What I feel is that, although our system is still meritocratic somewhat, it is only based on the academic skill, someone NOT a government scholar will never rise up to ministerial level.

Sunday, March 14, 2010

Making up for lost groud...

So I promised to write something regarding the VC lecture, but apparently my procrastination got the better of me..

In retrospect, now is probably a much better time to reflect on the lessons I learnt from the VC team, considering now is when I actually have to factor in so many issues with team dynamics.

First and most important lesson, recognize your limits. There are some things in life that are impossible, eg. Marrying Keira Knightley. However, most other things in life are not difficult, give some effort and time. Correction, given ENOUGH effort and time.
In a project scope with very limited time and when members have limited technical skills, clamping the feature creep is crucial to the final success. The problem with VC is that they keep coming up with new and cool features that end up requiring repeatedly rebooting the project from step 1.

Second lesson draws directly from the first, the team morale will suffer if there are too many functions that cannot be implemented, or when they have to frequently restart at square 1.

So that brings me to my third lesson, iterative design, which all of you reading this already know. Start small, always make something deployable, and then slowly expand. Even if you have to rewrite everything to incorporate an extra feature. You still have a working version deployed that you can fallback on.

Thats all for now. Stay tuned for the next installment on google wave.

Tuesday, March 2, 2010

Settling old debts

So I need to do either a blog post on microsoft guy or VC..

Hmmm..

Actually, its going to be: why I'd rather blog about VC over microsoft guy, then I'll write another post on what I learnt from VC.

Now.. Back to Chewy, first impression he gives me is that he's a salesman, and not just any salesman, but a pyramid scheme salesman, don't ask me why, it's just a gut feeling.

His lesson of "other people are not the same as you are" is not anything groundbreaking or new. He just packaged it nicely with his stand up comedian act.
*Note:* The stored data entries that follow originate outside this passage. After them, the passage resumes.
impl<B: DetectionBackend> Coordinator<B> {
    pub fn new(
        config: CoordinatorConfig,
        settings: SettingsStore,
        backend: B,
        outbound: mpsc::UnboundedSender<Outbound>,
    ) -> Self {
        let (handle, events) = CoordinatorHandle::channel();
        let retry_backoff = config.retry_backoff_initial;
        Self {
            config,
            settings,
            detector: DetectorManager::new(backend),
            queue: JobQueue::new(),
            ownership: HashMap::new(),
            in_flight: None,
            sessions: TabSessions::new(outbound.clone()),
            outbound,
            handle,
            events,
            idle_timer: Timer::default(),
            retry_timer: Timer::default(),
            retry_backoff,
        }
    }

    pub fn handle(&self) -> CoordinatorHandle {
        self.handle.clone()
    }

    // ── Inspection ──────────────────────────────────────────────────

    pub fn backend_state(&self) -> BackendState {
        self.detector.state()
    }

    pub fn backend(&self) -> &B {
        self.detector.backend()
    }

    pub fn queued_ids(&self) -> Vec<JobId> {
        self.queue.ids()
    }

    pub fn in_flight(&self) -> Option<&JobId> {
        self.in_flight.as_ref().map(|j| &j.id)
    }

    pub fn owner_of(&self, id: &JobId) -> Option<TabId> {
        self.ownership.get(id).copied()
    }

    pub fn hidden_count(&self, tab_id: TabId) -> u32 {
        self.sessions.get(tab_id)
    }

    pub fn idle_timer_armed(&self) -> bool {
        self.idle_timer.is_armed()
    }

    // ── Event loop ──────────────────────────────────────────────────

    /// Process events until shutdown, then release the backend.
    pub async fn run(mut self) {
        log::info!("[QUEUE] Coordinator running ({:?} backend)", self.detector.kind());
        while self.step().await {}
        self.stop().await;
    }

    /// Wait for and handle one event. Returns `false` once the coordinator
    /// should stop.
    pub async fn step(&mut self) -> bool {
        match self.events.recv().await {
            Some(event) => self.handle_event(event).await,
            None => false,
        }
    }

    /// Handle every event that is already queued, without waiting.
    /// Returns how many were handled.
    pub async fn process_pending(&mut self) -> usize {
        let mut handled = 0;
        while let Ok(event) = self.events.try_recv() {
            handled += 1;
            if !self.handle_event(event).await {
                break;
            }
        }
        handled
    }

    pub async fn stop(&mut self) {
        self.idle_timer.cancel();
        self.retry_timer.cancel();
        self.detector.release().await;
        log::info!("[QUEUE] Coordinator stopped");
    }

    async fn handle_event(&mut self, event: Event) -> bool {
        match event {
            Event::Message(msg) => self.handle_message(msg).await,
            Event::BackendExited { epoch, reason } => self.on_backend_exited(epoch, reason).await,
            Event::IdleExpired { generation } => {
                if self.idle_timer.fired(generation) {
                    self.on_idle_expired().await;
                }
            }
            Event::RetryDue { generation } => {
                if self.retry_timer.fired(generation) {
                    log::info!("[QUEUE] Retrying after backend failure");
                    self.drain().await;
                }
            }
            Event::CountQuery { tab_id, reply } => {
                let _ = reply.send(self.sessions.get(tab_id));
            }
            Event::Shutdown => return false,
        }
        true
    }

    async fn handle_message(&mut self, msg: Inbound) {
        match msg {
            Inbound::QueueDetection {
                id,
                data_url,
                url,
                orig_width,
                orig_height,
                sender_tab_id,
            } => {
                let Some(tab_id) = sender_tab_id else {
                    log::debug!("[QUEUE] Ignoring {} without a sender tab", id);
                    return;
                };
                let Some(image) = ImagePayload::from_parts(data_url, url) else {
                    log::warn!("[QUEUE] Ignoring {} from tab {}: no image data", id, tab_id);
                    return;
                };
                self.enqueue(DetectionJob {
                    id,
                    tab_id,
                    image,
                    original_width: orig_width,
                    original_height: orig_height,
                    logging: false,
                })
                .await;
            }
            Inbound::BackendReady => {
                if self.detector.mark_ready() {
                    self.retry_backoff = self.config.retry_backoff_initial;
                    self.drain().await;
                }
            }
            Inbound::DetectionResult(result) => self.on_detection_result(result).await,
            Inbound::GetHiddenVideoCount { tab_id, request_id } => {
                let count = tab_id.map_or(0, |t| self.sessions.get(t));
                self.emit(Outbound::HiddenVideoCountResponse {
                    request_id,
                    tab_id,
                    count,
                });
            }
            Inbound::ResetCount { sender_tab_id } => {
                if let Some(tab_id) = sender_tab_id {
                    self.sessions.reset(tab_id);
                }
            }
            Inbound::HistoryStateUpdated {
                tab_id,
                frame_id,
                url,
            } => {
                if frame_id == 0 && sites::is_recognized(&url) {
                    log::debug!("[SESSION] Tab {} navigated to {}", tab_id, url);
                    self.sessions.reset(tab_id);
                    self.emit(Outbound::UrlChanged { tab_id });
                }
            }
            Inbound::TabRemoved { tab_id } => self.sessions.forget(tab_id),
            Inbound::GetSettings { request_id } => {
                let reply = match self.settings.load().await {
                    Ok(settings) => Outbound::Settings {
                        request_id,
                        settings,
                    },
                    Err(e) => Outbound::SettingsError {
                        request_id,
                        message: e.to_string(),
                    },
                };
                self.emit(reply);
            }
            Inbound::SetSettings { request_id, values } => {
                let reply = match self.settings.update(values).await {
                    Ok(settings) => Outbound::Settings {
                        request_id,
                        settings,
                    },
                    Err(e) => {
                        log::warn!("[SETTINGS] Update failed: {}", e);
                        Outbound::SettingsError {
                            request_id,
                            message: e.to_string(),
                        }
                    }
                };
                self.emit(reply);
            }
        }
    }

    /// Settings for this unit of work; storage trouble degrades to defaults.
    async fn current_settings(&self) -> Settings {
        match self.settings.load().await {
            Ok(settings) => settings,
            Err(e) => {
                log::warn!("[SETTINGS] {}, using defaults", e);
                Settings::default()
            }
        }
    }

    async fn enqueue(&mut self, mut job: DetectionJob) {
        let settings = self.current_settings().await;
        if !settings.is_enabled {
            log::debug!("[QUEUE] Extension disabled, dropping {}", job.id);
            return;
        }
        job.logging = settings.is_logging_enabled;

        log::log!(
            crate::job_log_level(job.logging),
            "[QUEUE] Queued item {} for detection ({})",
            job.id,
            job.image.describe()
        );
        self.queue.enqueue(job);
        self.drain().await;
    }

    /// Dispatch the next job if the backend can take one.
    async fn drain(&mut self) {
        self.idle_timer.cancel();

        if self.in_flight.is_some() {
            return;
        }

        if self.queue.is_empty() {
            self.idle_timer
                .arm(self.config.idle_timeout, &self.handle, |generation| Event::IdleExpired {
                    generation,
                });
            return;
        }

        if !self.detector.is_ready() {
            if self.detector.state() == BackendState::Initializing {
                return;
            }
            if let Err(e) = self.detector.ensure_started(&self.handle).await {
                log::warn!("[QUEUE] {} ({} job(s) waiting)", e, self.queue.len());
                self.schedule_retry();
            }
            return;
        }

        let Some(job) = self.queue.dequeue_next() else {
            return;
        };
        self.ownership.insert(job.id.clone(), job.tab_id);

        match self.detector.submit(&job).await {
            Ok(()) => {
                log::log!(
                    crate::job_log_level(job.logging),
                    "[QUEUE] Dispatched {} ({} waiting)",
                    job.id,
                    self.queue.len()
                );
                self.in_flight = Some(job);
            }
            Err(e) => {
                log::error!("[QUEUE] Failed to send {} to backend, re-queueing: {}", job.id, e);
                self.ownership.remove(&job.id);
                self.queue.restore_front(job);
                self.schedule_retry();
            }
        }
    }

    fn schedule_retry(&mut self) {
        let delay = self.retry_backoff;
        self.retry_backoff = (self.retry_backoff * 2).min(self.config.retry_backoff_max);
        log::debug!("[QUEUE] Next backend attempt in {}ms", delay.as_millis());
        self.retry_timer
            .arm(delay, &self.handle, |generation| Event::RetryDue { generation });
    }

    async fn on_detection_result(&mut self, result: DetectionResult) {
        if self.in_flight.as_ref().map(|j| &j.id) == Some(&result.id) {
            self.in_flight = None;
        }

        match self.ownership.remove(&result.id) {
            Some(tab_id) => self.apply_result(tab_id, &result).await,
            None => log::debug!("[QUEUE] No owner for result {}, ignoring", result.id),
        }

        self.drain().await;
    }

    async fn apply_result(&mut self, tab_id: TabId, result: &DetectionResult) {
        let settings = self.current_settings().await;
        let level = crate::job_log_level(settings.is_logging_enabled);

        log::log!(
            level,
            "[CLASSIFY] Received detection result for {} on tab {}. Detections: {}",
            result.id,
            tab_id,
            result.detections.len()
        );

        if let Classification::Hide(reason) = classify::classify(result, &settings.policy()) {
            log::log!(level, "[CLASSIFY] Hiding video {} on tab {} {}.", result.id, tab_id, reason);
            self.sessions.increment(tab_id);
            self.emit(Outbound::HideVideo {
                tab_id,
                id: result.id.clone(),
            });
        }
    }

    async fn on_backend_exited(&mut self, epoch: Option<u64>, reason: String) {
        if epoch.is_some_and(|e| e != self.detector.epoch()) {
            log::debug!("[DETECTOR] Ignoring exit of a previous backend instance: {}", reason);
            return;
        }
        if self.detector.state() == BackendState::Uninitialized {
            return;
        }

        log::warn!("[DETECTOR] Backend exited: {}", reason);
        self.detector.fault().await;

        if let Some(job) = self.in_flight.take() {
            log::warn!("[QUEUE] Re-queueing {} abandoned by the backend", job.id);
            self.ownership.remove(&job.id);
            self.queue.restore_front(job);
        }

        if !self.queue.is_empty() {
            self.schedule_retry();
        }
    }

    async fn on_idle_expired(&mut self) {
        if !self.queue.is_empty() || self.in_flight.is_some() {
            return;
        }
        log::info!(
            "[QUEUE] Queue idle for {}s, releasing backend",
            self.config.idle_timeout.as_secs()
        );
        self.detector.release().await;
    }

    fn emit(&self, msg: Outbound) {
        if self.outbound.send(msg).is_err() {
            log::debug!("[HOST] Outbound channel closed, dropping message");
        }
    }
}
//! PureGlance: detection job coordinator.
//!
//! Wires the pieces together: host messages come in on stdin, the
//! coordinator queues thumbnails for a face detector, classifies results
//! and sends hide instructions and per-tab counts back out on stdout.
//!
//! Modules:
//!   - coordinator.rs : event loop: queue, dispatch, idle teardown, retries
//!   - detector/      : backend lifecycle (offscreen surface or in-process)
//!   - classify.rs    : hide/keep decision for a detection result
//!   - session.rs     : per-tab hidden video counters
//!   - settings.rs    : persisted user settings

pub mod classify;
pub mod config;
pub mod coordinator;
pub mod detector;
pub mod error;
pub mod host;
pub mod protocol;
pub mod queue;
pub mod session;
pub mod settings;
pub mod sites;

pub use coordinator::{Coordinator, CoordinatorHandle};
pub use error::{Error, Result};

use detector::NoFaceDetector;
use std::sync::Arc;

/// Per-job log level: `info` when the user turned logging on, else `debug`.
pub(crate) fn job_log_level(enabled: bool) -> log::Level {
    if enabled {
        log::Level::Info
    } else {
        log::Level::Debug
    }
}

/// Entry point for the `pure-glance` binary.
pub fn run() -> Result<()> {
    config::load_env_files();
    env_logger::init();

    let runtime = tokio::runtime::Builder::new_current_thread()
        .enable_all()
        .build()?;

    runtime.block_on(async {
        let config = config::CoordinatorConfig::from_env();
        log::info!("PureGlance coordinator starting up");
        log::info!("[SETTINGS] Using {}", config.settings_path.display());

        let settings = settings::SettingsStore::at(config.settings_path.clone());
        let backend = detector::select_backend(&config, Arc::new(NoFaceDetector));

        let (out_tx, out_rx) = tokio::sync::mpsc::unbounded_channel();
        let coordinator = Coordinator::new(config, settings, backend, out_tx);
        let handle = coordinator.handle();

        let inbound = tokio::spawn(async move {
            let stdin = tokio::io::BufReader::new(tokio::io::stdin());
            if let Err(e) = host::pump_inbound(stdin, handle).await {
                log::error!("[HOST] Input pump failed: {}", e);
            }
        });
        let outbound = tokio::spawn(async move {
            if let Err(e) = host::pump_outbound(out_rx, tokio::io::stdout()).await {
                log::error!("[HOST] Output pump failed: {}", e);
            }
        });

        coordinator.run().await;

        // Coordinator (and its outbound sender) is gone; let the writer
        // flush what's left.
        inbound.abort();
        let _ = outbound.await;
        Ok(())
    })
}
Lets look at things from a different perspective.

When microsoft just entered china, they sold their chinese products with similar prices with that of their american counterparts. Guess what, you could buy a full copy of windows 7 for 4 RMB, fully cracked, bugless, guaranteed to work, and a much better 1 to 1 product exchange service microsoft ever imagined. Needless to say, Microsoft got owned, and they adapted, to significantly reducing their prices to levels affordable to the chinese public, but setting the language packs to chinese only(meaning you were stuck with win7 that said 我的电脑 and you can't change it to My Computer), this was prolly to ensure others won't exploit the price difference and sell them overseas.
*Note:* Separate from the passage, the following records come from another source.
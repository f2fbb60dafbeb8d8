//! Per-tab hidden video counters.
//!
//! Counts reset on navigation. Every change is pushed to observers (the
//! popup) as a `hidden-video-count` message.

use crate::protocol::{Outbound, TabId};
use std::collections::HashMap;
use tokio::sync::mpsc::UnboundedSender;

pub struct TabSessions {
    counts: HashMap<TabId, u32>,
    observers: UnboundedSender<Outbound>,
}

impl TabSessions {
    pub fn new(observers: UnboundedSender<Outbound>) -> Self {
        Self {
            counts: HashMap::new(),
            observers,
        }
    }

    pub fn increment(&mut self, tab_id: TabId) -> u32 {
        let count = self.counts.entry(tab_id).or_insert(0);
        *count = count.saturating_add(1);
        let count = *count;
        self.notify(tab_id, count);
        count
    }

    pub fn reset(&mut self, tab_id: TabId) {
        self.counts.insert(tab_id, 0);
        self.notify(tab_id, 0);
    }

    pub fn get(&self, tab_id: TabId) -> u32 {
        self.counts.get(&tab_id).copied().unwrap_or(0)
    }

    /// Drop a closed tab's counter.
    pub fn forget(&mut self, tab_id: TabId) {
        self.counts.remove(&tab_id);
    }

    fn notify(&self, tab_id: TabId, count: u32) {
        log::debug!("[SESSION] Tab {} hidden count = {}", tab_id, count);
        // Popup is usually closed; nobody listening is fine.
        let _ = self
            .observers
            .send(Outbound::HiddenVideoCount { count, tab_id });
    }
}
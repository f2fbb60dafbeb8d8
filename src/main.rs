fn main() {
    if let Err(e) = pure_glance_lib::run() {
        log::error!("[STARTUP] {}", e);
        eprintln!("pure-glance: {}", e);
        std::process::exit(1);
    }
}
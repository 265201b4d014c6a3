// Copyright 2025 Schelling Point Labs Inc
// SPDX-License-Identifier: AGPL-3.0-only

//! Repository snapshot, sync trigger and upstream diagnostics

use crate::{state::AppState, ServerError, ServerResult};
use axum::{
    extract::{rejection::QueryRejection, Path, Query, State},
    Json,
};
use orgsync_domain_types::{RateLimitStatus, RepositoryRecord, SyncReport};
use orgsync_rest_api_contract::{
    validate_repository_name, validate_sync_query, PingResponse, SyncQuery,
};
use tracing::info;

/// All stored records, sorted by name
pub async fn list_repositories(
    State(state): State<AppState>,
) -> ServerResult<Json<Vec<RepositoryRecord>>> {
    Ok(Json(state.store.list_all().await?))
}

/// Names of active repositories
pub async fn list_active_repositories(
    State(state): State<AppState>,
) -> ServerResult<Json<Vec<String>>> {
    Ok(Json(state.store.list_active_names().await?))
}

/// Run a full sync and return its report
///
/// Anything short of full success is answered with a problem document that
/// carries the report.
pub async fn sync_repositories(
    State(state): State<AppState>,
    query: Result<Query<SyncQuery>, QueryRejection>,
) -> ServerResult<Json<SyncReport>> {
    let Query(query) = query.map_err(|e| ServerError::BadRequest(e.body_text()))?;
    validate_sync_query(&query)?;

    let options = state.sync_options(query.batch_size);
    info!(concurrency = options.concurrency, "sync requested");
    let report = state.synchronizer.sync(options).await?;
    into_sync_response(report)
}

/// Sync a single repository by name
pub async fn sync_repository(
    State(state): State<AppState>,
    Path(repository_name): Path<String>,
) -> ServerResult<Json<SyncReport>> {
    validate_repository_name(&repository_name)?;

    info!(repository = %repository_name, "single repository sync requested");
    let report = state.synchronizer.sync_repository(&repository_name).await?;
    into_sync_response(report)
}

fn into_sync_response(report: SyncReport) -> ServerResult<Json<SyncReport>> {
    if report.is_success() {
        Ok(Json(report))
    } else {
        Err(ServerError::PartialSync(Box::new(report)))
    }
}

/// Catalog connectivity diagnostic
pub async fn test_catalog(State(state): State<AppState>) -> ServerResult<Json<PingResponse>> {
    let reachable = state.catalog.ping().await?;
    Ok(Json(PingResponse { reachable }))
}

/// Request quota left on the GitHub token
pub async fn rate_limit(State(state): State<AppState>) -> ServerResult<Json<RateLimitStatus>> {
    Ok(Json(state.source.rate_limit().await?))
}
Guess what, it still didnt work.

So what does this tell us? Other people are NOT the same as you are. What works in the states and europe will not work in a completely different demographic. Well we get that. So whats the point of complaining that marketeers are not putting in effort???
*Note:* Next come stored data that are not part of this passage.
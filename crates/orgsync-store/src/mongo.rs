// Copyright 2025 Schelling Point Labs Inc
// SPDX-License-Identifier: AGPL-3.0-only

//! MongoDB-backed store
//!
//! Documents mirror [`RepositoryRecord`] field for field, except that the
//! sync timestamp is stored as a native BSON date so it sorts and filters
//! server-side.

use crate::error::{StoreError, StoreResult};
use crate::store::RepositoryStore;
use async_trait::async_trait;
use chrono::{TimeZone, Utc};
use futures::TryStreamExt;
use mongodb::bson::{self, doc};
use mongodb::options::{ClientOptions, IndexOptions};
use mongodb::{Client, Collection, Database, IndexModel};
use orgsync_domain_types::RepositoryRecord;
use serde::{Deserialize, Serialize};
use std::time::Duration;
use tracing::{debug, info};

const APP_NAME: &str = "orgsync";

/// Connection settings for [`MongoRepositoryStore`]
#[derive(Debug, Clone)]
pub struct MongoStoreConfig {
    pub uri: String,
    pub database: String,
    pub collection: String,
    /// How long to wait for a reachable server before failing an operation
    pub server_selection_timeout: Duration,
}

#[derive(Debug, Clone, Serialize, Deserialize)]
struct RepositoryDocument {
    name: String,
    #[serde(default)]
    contributors: Vec<String>,
    has_automation: bool,
    has_catalog_integration: bool,
    is_active: bool,
    last_synced_at: bson::DateTime,
}

impl From<&RepositoryRecord> for RepositoryDocument {
    fn from(record: &RepositoryRecord) -> Self {
        Self {
            name: record.name.clone(),
            contributors: record.contributors.iter().cloned().collect(),
            has_automation: record.has_automation,
            has_catalog_integration: record.has_catalog_integration,
            is_active: record.is_active,
            last_synced_at: bson::DateTime::from_millis(record.last_synced_at.timestamp_millis()),
        }
    }
}

impl TryFrom<RepositoryDocument> for RepositoryRecord {
    type Error = StoreError;

    fn try_from(doc: RepositoryDocument) -> Result<Self, Self::Error> {
        let millis = doc.last_synced_at.timestamp_millis();
        let last_synced_at = Utc.timestamp_millis_opt(millis).single().ok_or_else(|| {
            StoreError::Serialization {
                name: doc.name.clone(),
                message: format!("last_synced_at {millis}ms is out of range"),
            }
        })?;

        Ok(RepositoryRecord {
            name: doc.name,
            contributors: doc.contributors.into_iter().collect(),
            has_automation: doc.has_automation,
            has_catalog_integration: doc.has_catalog_integration,
            is_active: doc.is_active,
            last_synced_at,
        })
    }
}

#[derive(Debug, Deserialize)]
struct NameOnly {
    name: String,
}

/// Store over one MongoDB collection
///
/// Holds the process-wide client handle; it is released when the store is
/// dropped.
#[derive(Debug, Clone)]
pub struct MongoRepositoryStore {
    database: Database,
    collection: Collection<RepositoryDocument>,
}

impl MongoRepositoryStore {
    /// Connect, verify the server answers, and ensure the unique name index
    pub async fn connect(config: &MongoStoreConfig) -> StoreResult<Self> {
        let mut options = ClientOptions::parse(&config.uri).await?;
        options.app_name = Some(APP_NAME.to_string());
        options.server_selection_timeout = Some(config.server_selection_timeout);
        let client = Client::with_options(options)?;

        let database = client.database(&config.database);
        let store = Self {
            collection: database.collection(&config.collection),
            database,
        };
        store.ping().await?;
        store.ensure_indexes().await?;

        info!(
            database = %config.database,
            collection = %config.collection,
            "connected to document store"
        );
        Ok(store)
    }

    async fn ensure_indexes(&self) -> StoreResult<()> {
        let index = IndexModel::builder()
            .keys(doc! { "name": 1 })
            .options(IndexOptions::builder().unique(true).build())
            .build();
        self.collection.create_index(index).await?;
        debug!("ensured unique index on name");
        Ok(())
    }
}

#[async_trait]
impl RepositoryStore for MongoRepositoryStore {
    async fn upsert(&self, record: &RepositoryRecord) -> StoreResult<()> {
        let document = RepositoryDocument::from(record);
        self.collection
            .replace_one(doc! { "name": record.name.as_str() }, &document)
            .upsert(true)
            .await?;
        debug!(repository = %record.name, "upserted repository record");
        Ok(())
    }

    async fn list_all(&self) -> StoreResult<Vec<RepositoryRecord>> {
        let documents: Vec<RepositoryDocument> = self
            .collection
            .find(doc! {})
            .sort(doc! { "name": 1 })
            .await?
            .try_collect()
            .await?;
        documents.into_iter().map(RepositoryRecord::try_from).collect()
    }

    async fn list_active_names(&self) -> StoreResult<Vec<String>> {
        let names: Vec<NameOnly> = self
            .collection
            .clone_with_type::<NameOnly>()
            .find(doc! { "is_active": true })
            .projection(doc! { "name": 1, "_id": 0 })
            .sort(doc! { "name": 1 })
            .await?
            .try_collect()
            .await?;
        Ok(names.into_iter().map(|n| n.name).collect())
    }

    async fn get(&self, name: &str) -> StoreResult<Option<RepositoryRecord>> {
        self.collection
            .find_one(doc! { "name": name })
            .await?
            .map(RepositoryRecord::try_from)
            .transpose()
    }

    async fn ping(&self) -> StoreResult<()> {
        self.database.run_command(doc! { "ping": 1 }).await?;
        Ok(())
    }
}
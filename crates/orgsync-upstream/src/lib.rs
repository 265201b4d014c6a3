// Copyright 2025 Schelling Point Labs Inc
// SPDX-License-Identifier: AGPL-3.0-only

//! Upstream platform clients
//!
//! Two read-only clients feed the synchronizer: a [`SourceClient`] for the
//! source-control organization API (GitHub) and a [`CatalogClient`] for the
//! developer catalog (Backstage). Both are traits so the synchronizer and
//! the REST server can be exercised against in-memory fakes.

pub mod auth;
pub mod backstage;
pub mod catalog;
pub mod error;
pub mod github;
mod http;
pub mod source;

#[cfg(any(test, feature = "test-utils"))]
pub mod fake;

pub use auth::Secret;
pub use backstage::{BackstageClient, BackstageConfig};
pub use catalog::CatalogClient;
pub use error::{UpstreamError, UpstreamResult, UpstreamService};
pub use github::{GithubClient, GithubConfig};
pub use source::SourceClient;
/aside What is a Marketeer??? Is it like a musketeer? Except with a marker? /end-aside

I'm pretty damn sure there have been companies that have tried lowering prices aggressively to try to get an edge in the market, someone would have tried something already if something is wrong. Either that or it just didn't work. Yes, I agree if you wanted to beat the field you need to do something special. But hey, I sure as hell don't see microsoft doing anything agressive with their marketing strategy..

I understand that coming back from the states, he must be really bewildered by how our market works, but here's something you need to learn from bush. You canNOT force what works for you down other people's throats! Bush tried that with his version of freedom and democracy and justice and tried shoving it all in one go down Iraq and Afghanistan. Guess what, it DIDNT work. So you don't get to take whatever "aggressive marketing strategy" you have to asia and come and judge us. Because you have no idea how the population here think and live.

Remember, others are different from you.